BEGIN RECORDS

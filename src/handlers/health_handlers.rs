//! Health & readiness handlers.
//!
//! - GET /healthz  -> simple liveness ("ok")
//! - GET /readyz   -> readiness that checks DB connectivity and disk I/O

use crate::services::dropzone_service::DropzoneService;
use axum::{Json, extract::State, http::StatusCode, response::IntoResponse};
use serde::Serialize;
use std::collections::HashMap;
use tokio::fs;
use uuid::Uuid;

/// `GET /healthz`
///
/// Liveness check. Never performs I/O.
pub async fn healthz() -> impl IntoResponse {
    (
        StatusCode::OK,
        Json(HealthResponse {
            status: "ok".into(),
        }),
    )
}

/// `GET /readyz`
///
/// Runs `SELECT 1` against SQLite and a write/read/delete round trip in the
/// content store root. 200 when both pass, 503 otherwise.
pub async fn readyz(State(service): State<DropzoneService>) -> impl IntoResponse {
    let sqlite_check = match service.metadata.ping().await {
        Ok(1) => (true, None::<String>),
        Ok(v) => (false, Some(format!("unexpected result: {}", v))),
        Err(e) => (false, Some(format!("error: {}", e))),
    };

    let disk_check = check_disk(&service).await;

    let overall_ok = sqlite_check.0 && disk_check.0;

    let mut checks = HashMap::new();
    checks.insert(
        "sqlite",
        CheckStatus {
            ok: sqlite_check.0,
            error: sqlite_check.1,
        },
    );
    checks.insert(
        "disk",
        CheckStatus {
            ok: disk_check.0,
            error: disk_check.1,
        },
    );

    let body = ReadyResponse {
        status: if overall_ok { "ok" } else { "error" }.into(),
        checks,
    };

    let status = if overall_ok {
        StatusCode::OK
    } else {
        StatusCode::SERVICE_UNAVAILABLE
    };
    (status, Json(body))
}

async fn check_disk(service: &DropzoneService) -> (bool, Option<String>) {
    let tmp_path = service
        .content
        .base_path()
        .join(format!(".readyz-{}", Uuid::new_v4()));

    if let Err(e) = fs::write(&tmp_path, b"readyz").await {
        return (false, Some(format!("could not write tmp file: {}", e)));
    }

    let result = match fs::read(&tmp_path).await {
        Ok(bytes) if bytes == b"readyz" => (true, None),
        Ok(_) => (false, Some("file content mismatch".to_string())),
        Err(e) => (false, Some(format!("could not read tmp file: {}", e))),
    };

    match fs::remove_file(&tmp_path).await {
        Ok(_) => result,
        Err(e) if result.0 => (true, Some(format!("could not remove tmp file: {}", e))),
        Err(_) => result,
    }
}

#[derive(Serialize)]
struct HealthResponse {
    status: String,
}

#[derive(Serialize)]
struct ReadyResponse {
    status: String,
    checks: HashMap<&'static str, CheckStatus>,
}

#[derive(Serialize)]
struct CheckStatus {
    ok: bool,
    error: Option<String>,
}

END RECORDS

**WHAT YOU SHOULD DO**
Scan the data above and report each line in which "readyz" is present.

**ANSWER TO THE PROBLEM**
//! - GET /readyz   -> readiness that checks DB connectivity and disk I/O
/// `GET /readyz`
pub async fn readyz(State(service): State<DropzoneService>) -> impl IntoResponse {
        .join(format!(".readyz-{}", Uuid::new_v4()));
    if let Err(e) = fs::write(&tmp_path, b"readyz").await {
        Ok(bytes) if bytes == b"readyz" => (true, None),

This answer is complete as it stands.